KVM: drop the kvm_has_noapic_vcpu optimization

Message ID	20241018100919.33814-1-bk@alpico.io (mailing list archive)
State	New
Headers	show Received: from mediconcil.de (mail.mediconcil.de [91.107.198.72]) (using TLSv1.2 with cipher ECDHE-RSA-AES256-GCM-SHA384 (256/256 bits)) (No client certificate requested) by smtp.subspace.kernel.org (Postfix) with ESMTPS id 7765420103B for <kvm@vger.kernel.org>; Fri, 18 Oct 2024 10:14:46 +0000 (UTC) From: Bernhard Kauer <bk@alpico.io> To: kvm@vger.kernel.org Cc: Bernhard Kauer <bk@alpico.io> Subject: [PATCH] KVM: drop the kvm_has_noapic_vcpu optimization Date: Fri, 18 Oct 2024 12:08:45 +0200 Message-ID: <20241018100919.33814-1-bk@alpico.io> Precedence: bulk MIME-Version: 1.0 Content-Transfer-Encoding: 8bit
Series	KVM: drop the kvm_has_noapic_vcpu optimization \| expand KVM: drop the kvm_has_noapic_vcpu optimization

Bernhard Kauer Oct. 18, 2024, 10:08 a.m. UTC

It used a static key to avoid loading the lapic pointer from
the vcpu->arch structure.  However, in the common case the load
is from a hot cacheline and the CPU should be able to perfectly
predict it. Thus there is no upside of this premature optimization.

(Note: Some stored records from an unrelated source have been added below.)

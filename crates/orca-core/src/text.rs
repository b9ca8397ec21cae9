/// Cut `s` to at most `max` characters, appending "..." when anything was cut.
pub fn truncate_chars(s: &str, max: usize) -> String {
    match s.char_indices().nth(max) {
        Some((idx, _)) => format!("{}...", &s[..idx]),
        None => s.to_string(),
    }
}
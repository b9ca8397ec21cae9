use serde::{Deserialize, Serialize};

use crate::message::HistoryMessage;
use crate::tool::Observation;
use crate::trace::Trace;

/// The normalized input of one run. Created by the transport layer and never
/// mutated by the engine.
#[derive(Debug, Clone, Default, PartialEq, Serialize, Deserialize)]
pub struct Request {
    pub query: String,
    #[serde(default)]
    pub session_id: String,
    #[serde(default)]
    pub user_id: String,
    #[serde(default)]
    pub project_id: String,
    /// Entity hints supplied by the caller for knowledge enrichment.
    #[serde(default)]
    pub context_entities: Vec<String>,
    #[serde(default)]
    pub history: Vec<HistoryMessage>,
    /// Optional provider override, e.g. "openai".
    #[serde(default)]
    pub provider: Option<String>,
    /// Optional model override, e.g. "gpt-4o-mini".
    #[serde(default)]
    pub model: Option<String>,
}

impl Request {
    pub fn new(query: impl Into<String>) -> Self {
        Self {
            query: query.into(),
            ..Default::default()
        }
    }

    pub fn with_session(mut self, session_id: impl Into<String>) -> Self {
        self.session_id = session_id.into();
        self
    }

    pub fn with_scope(mut self, user_id: impl Into<String>, project_id: impl Into<String>) -> Self {
        self.user_id = user_id.into();
        self.project_id = project_id.into();
        self
    }

    pub fn with_history(mut self, history: Vec<HistoryMessage>) -> Self {
        self.history = history;
        self
    }
}

/// Payload handed to the language model for answer generation.
#[derive(Debug, Clone, PartialEq)]
pub struct LlmRequest {
    pub query: String,
    /// The assembled context, used as the system prompt.
    pub prompt: String,
    pub observations: Vec<Observation>,
    pub history: Vec<HistoryMessage>,
    pub provider: Option<String>,
    pub model: Option<String>,
}

/// Text produced by the language model and who produced it.
#[derive(Debug, Clone, Default, PartialEq, Serialize, Deserialize)]
pub struct LlmResponse {
    pub text: String,
    #[serde(default)]
    pub provider: String,
    #[serde(default)]
    pub model: String,
}

impl LlmResponse {
    pub fn text(text: impl Into<String>) -> Self {
        Self {
            text: text.into(),
            ..Default::default()
        }
    }
}

/// The final output of a run.
#[derive(Debug, Clone, Serialize)]
pub struct Response {
    pub text: String,
    pub provider: String,
    pub model: String,
    pub observations: Vec<Observation>,
    pub trace: Trace,
}
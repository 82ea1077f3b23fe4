//! Backend and authentication modules
//!
//! Backend modules own the display side of a session (greeter, X11,
//! …): the session manager starts one per session and talks to it over
//! the backend pipe whose name the module returns from `start`. Auth
//! modules verify credentials on behalf of the manager. Both kinds are
//! registered at startup; out-of-process execution goes through the
//! launcher wrapper.

use std::collections::BTreeMap;
use std::sync::atomic::{AtomicU64, Ordering};
use std::sync::Arc;

use async_trait::async_trait;
use thiserror::Error;

use crate::context::AppContext;

pub mod auth;
pub mod exec;
pub mod launcher;
pub mod manager;

pub use auth::{AuthModule, AuthOutcome, AuthStatus};
pub use manager::ModuleManager;

/// Environment handed to a backend process.
pub type EnvBlock = BTreeMap<String, String>;

#[derive(Debug, Error)]
pub enum ModuleError {
    #[error("module returned no pipe name")]
    NoPipeName,

    #[error("module has no runtime state for context {0}")]
    UnknownContext(u64),

    #[error("missing configuration: {0}")]
    MissingConfig(String),

    #[error("failed to spawn backend process: {0}")]
    Spawn(#[from] std::io::Error),
}

/// Resolved unix identity of the session user.
#[derive(Debug, Clone, Copy, PartialEq, Eq)]
pub struct UserIdentity {
    pub uid: u32,
    pub gid: u32,
}

static NEXT_CONTEXT_ID: AtomicU64 = AtomicU64::new(1);

/// Per-session instance data of a module. String fields are owned
/// copies taken at hand-off; the context id stands in for pointer
/// identity when the process monitor asks whether a context is still
/// current.
#[derive(Debug, Clone)]
pub struct ModuleContext {
    pub context_id: u64,
    pub session_id: u32,
    pub user_name: String,
    pub domain: String,
    pub user_token: Option<UserIdentity>,
    pub env: EnvBlock,
    pub base_config_path: String,
    pub remote_ip: Option<String>,
}

impl ModuleContext {
    pub fn new(session_id: u32) -> Self {
        Self {
            context_id: NEXT_CONTEXT_ID.fetch_add(1, Ordering::Relaxed),
            session_id,
            user_name: String::new(),
            domain: String::new(),
            user_token: None,
            env: EnvBlock::new(),
            base_config_path: String::new(),
            remote_ip: None,
        }
    }
}

/// Entry points of a backend module.
///
/// `start` returns the name of the backend pipe the front end should
/// attach to; an error leaves the session without a current module.
/// `free_context` releases whatever runtime state the module keeps for
/// the context (child process handles and the like).
#[async_trait]
pub trait BackendModule: Send + Sync {
    fn name(&self) -> &str;

    /// One-time module setup, run at registration.
    fn init(&self) -> Result<(), ModuleError> {
        Ok(())
    }

    /// One-time module teardown, run at manager shutdown.
    fn destroy(&self) {}

    fn new_context(&self, session_id: u32) -> ModuleContext {
        ModuleContext::new(session_id)
    }

    async fn start(&self, ctx: &Arc<AppContext>, mctx: &ModuleContext)
        -> Result<String, ModuleError>;

    async fn stop(&self, ctx: &Arc<AppContext>, mctx: &ModuleContext) -> Result<(), ModuleError>;

    async fn connect(&self, _ctx: &Arc<AppContext>, _mctx: &ModuleContext) -> Result<(), ModuleError> {
        Ok(())
    }

    async fn disconnect(
        &self,
        _ctx: &Arc<AppContext>,
        _mctx: &ModuleContext,
    ) -> Result<(), ModuleError> {
        Ok(())
    }

    /// Module-specific info string (reported as winstation name).
    fn custom_info(&self, _mctx: &ModuleContext) -> Option<String> {
        None
    }

    fn free_context(&self, _mctx: &ModuleContext) {}
}
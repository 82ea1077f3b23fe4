//! Connection objects
//!
//! A connection is the pre-session representation of an RDP client: it
//! carries the client information reported by the front end, the
//! authentication outcome, and a parking lot for calls that arrive
//! before a session is bound to the connection.

use std::sync::atomic::{AtomicU32, Ordering};
use std::sync::Arc;

use parking_lot::Mutex;
use tracing::{debug, warn};
use zeroize::Zeroizing;

use crate::context::AppContext;
use crate::module::auth::AuthStatus;
use crate::permission::local_groups;
use crate::properties::PropertyValue;
use crate::rpc::calls::IncomingCall;

/// Client parameters delivered with the logon request.
#[derive(Debug, Clone, Default)]
pub struct ClientInformation {
    pub width: u32,
    pub height: u32,
    pub color_depth: u32,
    pub initial_width: u32,
    pub initial_height: u32,
    pub client_host_name: String,
    pub client_address: String,
    pub client_build_number: u32,
    pub client_product_id: u16,
    pub client_hardware_id: u32,
    pub client_protocol_type: u16,
}

/// Authentication state of a connection. A connection is authenticated
/// at most once.
#[derive(Debug, Clone, Copy, PartialEq, Eq)]
pub enum AuthState {
    Unauthenticated,
    Authenticated,
    Failed,
}

/// Parking state for early calls.
#[derive(Debug, Clone, Copy, PartialEq, Eq)]
pub enum ConnectionState {
    Init,
    HasSession,
    SessionFailed,
}

struct Identity {
    auth_state: AuthState,
    user_name: String,
    domain: String,
    client: ClientInformation,
}

struct ParkingLot {
    state: ConnectionState,
    parked: Vec<IncomingCall>,
}

pub struct Connection {
    id: u32,
    session_id: AtomicU32,
    identity: Mutex<Identity>,
    lot: Mutex<ParkingLot>,
}

impl Connection {
    pub fn new(id: u32) -> Self {
        Self {
            id,
            session_id: AtomicU32::new(0),
            identity: Mutex::new(Identity {
                auth_state: AuthState::Unauthenticated,
                user_name: String::new(),
                domain: String::new(),
                client: ClientInformation::default(),
            }),
            lot: Mutex::new(ParkingLot {
                state: ConnectionState::Init,
                parked: Vec::new(),
            }),
        }
    }

    pub fn connection_id(&self) -> u32 {
        self.id
    }

    pub fn session_id(&self) -> u32 {
        self.session_id.load(Ordering::SeqCst)
    }

    pub fn bind_session(&self, session_id: u32) {
        self.session_id.store(session_id, Ordering::SeqCst);
        debug!(
            session = session_id,
            connection = self.id,
            "session bound to connection"
        );
    }

    pub fn user_name(&self) -> String {
        self.identity.lock().user_name.clone()
    }

    pub fn domain(&self) -> String {
        self.identity.lock().domain.clone()
    }

    pub fn auth_state(&self) -> AuthState {
        self.identity.lock().auth_state
    }

    pub fn client_information(&self) -> ClientInformation {
        self.identity.lock().client.clone()
    }

    pub fn update_client_information(&self, update: impl FnOnce(&mut ClientInformation)) {
        update(&mut self.identity.lock().client);
    }

    /// Authenticate the connection's user against the configured auth
    /// module, after the group allow/deny policy. At most one
    /// successful authentication per connection; repeated attempts
    /// fail with `AlreadyAuthenticated`.
    ///
    /// On success the (possibly rewritten) identity is recorded on the
    /// connection.
    pub async fn authenticate_user(
        &self,
        ctx: &Arc<AppContext>,
        user_name: &str,
        domain: &str,
        password: &str,
        session_id: u32,
    ) -> AuthStatus {
        if self.auth_state() == AuthState::Authenticated {
            return AuthStatus::AlreadyAuthenticated;
        }

        let user_for_groups = user_name.to_string();
        let groups = tokio::task::spawn_blocking(move || local_groups(&user_for_groups))
            .await
            .unwrap_or_default();
        if !ctx.permissions.is_logon_allowed(&groups) {
            debug!(
                session = session_id,
                user = user_name,
                "logon rejected by group policy"
            );
            self.identity.lock().auth_state = AuthState::Failed;
            return AuthStatus::NotAllowed;
        }

        let module_name = ctx
            .properties
            .get_string(Some(user_name), "auth.module")
            .unwrap_or_else(|| {
                debug!(
                    session = session_id,
                    "property auth.module not set, using PAM"
                );
                "PAM".to_string()
            });

        let Some(auth) = ctx.modules.auth_module(&module_name) else {
            warn!(
                session = session_id,
                module = %module_name,
                "auth module not registered"
            );
            self.identity.lock().auth_state = AuthState::Failed;
            return AuthStatus::InternalError;
        };

        let password = Zeroizing::new(password.to_string());
        let outcome = auth.logon_user(user_name, domain, &password).await;

        let mut identity = self.identity.lock();
        match outcome.status {
            AuthStatus::Success => {
                identity.auth_state = AuthState::Authenticated;
                identity.user_name = user_name.to_string();
                identity.domain = outcome
                    .rewritten_domain
                    .unwrap_or_else(|| domain.to_string());
                debug!(
                    session = session_id,
                    user = user_name,
                    "user authenticated"
                );
                AuthStatus::Success
            }
            status => {
                identity.auth_state = AuthState::Failed;
                status
            }
        }
    }

    /// Forget the authenticated identity (re-auth after a failed module
    /// start).
    pub fn reset_authenticated_user(&self) {
        let mut identity = self.identity.lock();
        identity.auth_state = AuthState::Unauthenticated;
        identity.user_name.clear();
        identity.domain.clear();
    }

    /// Synthetic property scope resolved against the client
    /// information.
    pub fn connection_property(&self, path: &str) -> Option<PropertyValue> {
        let client = &self.identity.lock().client;
        let value = match path {
            "XRES" => client.width as i64,
            "YRES" => client.height as i64,
            "COLORDEPTH" => client.color_depth as i64,
            "INITIALXRES" => client.initial_width as i64,
            "INITIALYRES" => client.initial_height as i64,
            _ => return None,
        };
        Some(PropertyValue::Number(value))
    }

    /// Park a call that arrived before the connection has a session.
    /// Returns the call unchanged when a session is already bound (the
    /// caller routes it to the session executor). Calls arriving after
    /// a failed session bind are answered with an error immediately.
    pub fn park_or_route(&self, call: IncomingCall) -> Option<IncomingCall> {
        let mut lot = self.lot.lock();
        match lot.state {
            ConnectionState::Init => {
                lot.parked.push(call);
                None
            }
            ConnectionState::SessionFailed => {
                drop(lot);
                call.respond_failed("no session available for connection");
                None
            }
            ConnectionState::HasSession => Some(call),
        }
    }

    /// Move the parking lot to `state` and return the calls to drain.
    /// On `SessionFailed` every parked call is answered with an error
    /// and the returned list is empty.
    pub fn set_state_take_parked(&self, state: ConnectionState) -> Vec<IncomingCall> {
        let mut lot = self.lot.lock();
        lot.state = state;
        match state {
            ConnectionState::Init => Vec::new(),
            ConnectionState::HasSession => std::mem::take(&mut lot.parked),
            ConnectionState::SessionFailed => {
                let failed = std::mem::take(&mut lot.parked);
                drop(lot);
                for call in failed {
                    call.respond_failed("session binding failed");
                }
                Vec::new()
            }
        }
    }
}
//! Disconnect-timeout reaper
//!
//! Posted to the global executor when a session goes Disconnected with
//! a nonzero `session.timeout`. Runs detached; if the session is still
//! in the same disconnected episode when the timer fires, it is ended.

use std::sync::Arc;
use std::time::{Duration, SystemTime};

use async_trait::async_trait;
use tracing::info;

use crate::context::AppContext;
use crate::session::state::ConnectState;
use crate::session::tasks::end::end_session;
use crate::task::Task;

pub struct TaskSessionTimeout {
    session_id: u32,
    disconnected_at: SystemTime,
    timeout_secs: u64,
}

impl TaskSessionTimeout {
    pub fn new(session_id: u32, disconnected_at: SystemTime, timeout_secs: u64) -> Self {
        Self {
            session_id,
            disconnected_at,
            timeout_secs,
        }
    }
}

#[async_trait]
impl Task for TaskSessionTimeout {
    async fn run(&mut self, ctx: &Arc<AppContext>) {
        tokio::time::sleep(Duration::from_secs(self.timeout_secs)).await;

        let Some(session) = ctx.sessions.get(self.session_id) else {
            return;
        };
        // a reconnect in the meantime starts a new episode
        if session.connect_state() != ConnectState::Disconnected
            || session.disconnect_time() != Some(self.disconnected_at)
        {
            return;
        }
        info!(
            session = self.session_id,
            timeout = self.timeout_secs,
            "disconnect timeout expired, ending session"
        );
        end_session(ctx, self.session_id).await;
    }

    fn detached(&self) -> bool {
        true
    }

    fn label(&self) -> &'static str {
        "session-timeout"
    }
}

The downside is that code patching including an IPI to all CPUs
is required whenever the first VM without an lapic is created or
the last is destroyed.

Signed-off-by: Bernhard Kauer <bk@alpico.io>
---
 arch/x86/kvm/lapic.c | 4 ----
 arch/x86/kvm/lapic.h | 6 +-----
 arch/x86/kvm/x86.c   | 8 --------
 3 files changed, 1 insertion(+), 17 deletions(-)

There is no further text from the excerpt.